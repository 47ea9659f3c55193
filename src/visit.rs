//! Structural traversal over ARI trees.
//!
//! [`visit`] performs a pre-order walk, invoking visitor callbacks at each
//! node before descending into container children. [`translate`] is the
//! mirror-shaped map, producing an output tree from an input tree with
//! per-node mappers and structural recursion as the default.

use std::ops::ControlFlow;

use crate::ari::Ari;
use crate::containers::{Ac, Am, ExecSet, Report, RptSet, Tbl};
use crate::lit::{Lit, LitValue};
use crate::objpath::{ObjPath, ObjRef, RefParams};

/// Context handed to visitor callbacks.
#[derive(Debug, Clone, Copy, Default)]
pub struct VisitCtx<'a> {
    /// The enclosing ARI, absent at the root.
    pub parent: Option<&'a Ari>,
    /// True while visiting the key side of a map entry.
    pub is_map_key: bool,
}

/// Callbacks for [`visit`].
///
/// Every callback defaults to continuing the walk. Returning
/// `ControlFlow::Break` aborts the traversal; the first break value is
/// propagated to the caller.
pub trait Visitor {
    /// The abort value carried by `ControlFlow::Break`.
    type Break;

    /// Called for every node, before variant-specific callbacks.
    fn visit_ari(&mut self, ari: &Ari, ctx: &VisitCtx<'_>) -> ControlFlow<Self::Break> {
        let _ = (ari, ctx);
        ControlFlow::Continue(())
    }

    /// Called for every literal node.
    fn visit_lit(&mut self, lit: &Lit, ctx: &VisitCtx<'_>) -> ControlFlow<Self::Break> {
        let _ = (lit, ctx);
        ControlFlow::Continue(())
    }

    /// Called for every reference node.
    fn visit_ref(&mut self, objref: &ObjRef, ctx: &VisitCtx<'_>) -> ControlFlow<Self::Break> {
        let _ = (objref, ctx);
        ControlFlow::Continue(())
    }

    /// Called for the path of every reference node.
    fn visit_objpath(&mut self, path: &ObjPath, ctx: &VisitCtx<'_>) -> ControlFlow<Self::Break> {
        let _ = (path, ctx);
        ControlFlow::Continue(())
    }
}

/// Walks `ari` pre-order, dispatching to `visitor`.
///
/// At each node the callbacks run in order: `visit_ari`, then `visit_ref`
/// or `visit_lit` by variant, then for references `visit_objpath` followed
/// by descent into parameters, and for tagged literals descent into the
/// contained AC, AM, TBL, EXECSET, or RPTSET.
pub fn visit<V: Visitor>(ari: &Ari, visitor: &mut V) -> ControlFlow<V::Break> {
    visit_ari(ari, visitor, &VisitCtx { parent: None, is_map_key: false })
}

fn visit_ari<V: Visitor>(
    ari: &Ari,
    visitor: &mut V,
    ctx: &VisitCtx<'_>,
) -> ControlFlow<V::Break> {
    visitor.visit_ari(ari, ctx)?;

    let sub_ctx = VisitCtx { parent: Some(ari), is_map_key: false };

    match ari {
        Ari::Ref(objref) => {
            visitor.visit_ref(objref, &sub_ctx)?;
            visitor.visit_objpath(&objref.path, &sub_ctx)?;
            match &objref.params {
                RefParams::None => {}
                RefParams::Ac(ac) => visit_ac(ac, visitor, &sub_ctx)?,
                RefParams::Am(am) => visit_am(am, visitor, &sub_ctx)?,
            }
        }
        Ari::Lit(lit) => {
            visitor.visit_lit(lit, &sub_ctx)?;
            if lit.ari_type.is_some() {
                match &lit.value {
                    LitValue::Ac(ac) => visit_ac(ac, visitor, &sub_ctx)?,
                    LitValue::Am(am) => visit_am(am, visitor, &sub_ctx)?,
                    LitValue::Tbl(tbl) => visit_tbl(tbl, visitor, &sub_ctx)?,
                    LitValue::ExecSet(es) => visit_execset(es, visitor, &sub_ctx)?,
                    LitValue::RptSet(rs) => visit_rptset(rs, visitor, &sub_ctx)?,
                    _ => {}
                }
            }
        }
    }
    ControlFlow::Continue(())
}

fn visit_ac<V: Visitor>(ac: &Ac, visitor: &mut V, ctx: &VisitCtx<'_>) -> ControlFlow<V::Break> {
    for item in &ac.items {
        visit_ari(item, visitor, ctx)?;
    }
    ControlFlow::Continue(())
}

fn visit_am<V: Visitor>(am: &Am, visitor: &mut V, ctx: &VisitCtx<'_>) -> ControlFlow<V::Break> {
    let key_ctx = VisitCtx { is_map_key: true, ..*ctx };
    let val_ctx = VisitCtx { is_map_key: false, ..*ctx };
    for (key, value) in &am.items {
        visit_ari(key, visitor, &key_ctx)?;
        visit_ari(value, visitor, &val_ctx)?;
    }
    ControlFlow::Continue(())
}

fn visit_tbl<V: Visitor>(tbl: &Tbl, visitor: &mut V, ctx: &VisitCtx<'_>) -> ControlFlow<V::Break> {
    for item in &tbl.items {
        visit_ari(item, visitor, ctx)?;
    }
    ControlFlow::Continue(())
}

fn visit_execset<V: Visitor>(
    es: &ExecSet,
    visitor: &mut V,
    ctx: &VisitCtx<'_>,
) -> ControlFlow<V::Break> {
    // the nonce is header metadata and is not walked
    for target in &es.targets {
        visit_ari(target, visitor, ctx)?;
    }
    ControlFlow::Continue(())
}

fn visit_report<V: Visitor>(
    report: &Report,
    visitor: &mut V,
    ctx: &VisitCtx<'_>,
) -> ControlFlow<V::Break> {
    visit_ari(&report.reltime, visitor, ctx)?;
    visit_ari(&report.source, visitor, ctx)?;
    for item in &report.items {
        visit_ari(item, visitor, ctx)?;
    }
    ControlFlow::Continue(())
}

fn visit_rptset<V: Visitor>(
    rs: &RptSet,
    visitor: &mut V,
    ctx: &VisitCtx<'_>,
) -> ControlFlow<V::Break> {
    visit_ari(&rs.nonce, visitor, ctx)?;
    visit_ari(&rs.reftime, visitor, ctx)?;
    for report in &rs.reports {
        visit_report(report, visitor, ctx)?;
    }
    ControlFlow::Continue(())
}

/// Per-node mappers for [`translate`].
///
/// The defaults copy paths and literals unchanged, which makes a
/// translator with no overrides a structural deep copy.
pub trait Translator {
    /// The error type surfaced by mappers.
    type Error;

    /// Maps a literal node. Container contents of AC, AM, and TBL
    /// literals are rebuilt by recursion afterwards regardless of what
    /// this returns for them.
    fn map_lit(&mut self, lit: &Lit) -> Result<Lit, Self::Error> {
        Ok(lit.clone())
    }

    /// Maps the path of a reference node.
    fn map_objpath(&mut self, path: &ObjPath) -> Result<ObjPath, Self::Error> {
        Ok(path.clone())
    }
}

/// Maps `input` through `translator`, producing a new tree of the same
/// shape.
///
/// # Errors
///
/// The first mapper error aborts the translation and is returned.
pub fn translate<T: Translator>(input: &Ari, translator: &mut T) -> Result<Ari, T::Error> {
    match input {
        Ari::Ref(objref) => {
            let path = translator.map_objpath(&objref.path)?;
            let params = match &objref.params {
                RefParams::None => RefParams::None,
                RefParams::Ac(ac) => RefParams::Ac(translate_ac(ac, translator)?),
                RefParams::Am(am) => RefParams::Am(translate_am(am, translator)?),
            };
            Ok(Ari::Ref(ObjRef::with_params(path, params)))
        }
        Ari::Lit(lit) => {
            let mapped = translator.map_lit(lit)?;
            // AC, AM, and TBL contents are rebuilt through the per-child
            // mapping; EXECSET and RPTSET pass through the literal copy.
            let value = match &lit.value {
                LitValue::Ac(ac) => LitValue::Ac(translate_ac(ac, translator)?),
                LitValue::Am(am) => LitValue::Am(translate_am(am, translator)?),
                LitValue::Tbl(tbl) => LitValue::Tbl(Tbl {
                    ncols: tbl.ncols,
                    items: tbl
                        .items
                        .iter()
                        .map(|item| translate(item, translator))
                        .collect::<Result<_, _>>()?,
                }),
                _ => return Ok(Ari::Lit(mapped)),
            };
            Ok(Ari::Lit(Lit { ari_type: mapped.ari_type, value }))
        }
    }
}

fn translate_ac<T: Translator>(ac: &Ac, translator: &mut T) -> Result<Ac, T::Error> {
    let items = ac
        .items
        .iter()
        .map(|item| translate(item, translator))
        .collect::<Result<_, _>>()?;
    Ok(Ac { items })
}

fn translate_am<T: Translator>(am: &Am, translator: &mut T) -> Result<Am, T::Error> {
    let mut items = std::collections::BTreeMap::new();
    for (key, value) in &am.items {
        let key = translate(key, translator)?;
        let value = translate(value, translator)?;
        items.insert(key, value);
    }
    Ok(Am { items })
}

/// A translator with no overrides: a structural deep copy.
#[derive(Debug, Default)]
pub struct CopyTranslator;

impl Translator for CopyTranslator {
    type Error = std::convert::Infallible;
}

++++++++++++++++++++

What the task asks →
Read the listing line by line, and copy each line in which the word "crate" is found.

Answer space →
use crate::ari::Ari;
use crate::containers::{Ac, Am, ExecSet, Report, RptSet, Tbl};
use crate::lit::{Lit, LitValue};
use crate::objpath::{ObjPath, ObjRef, RefParams};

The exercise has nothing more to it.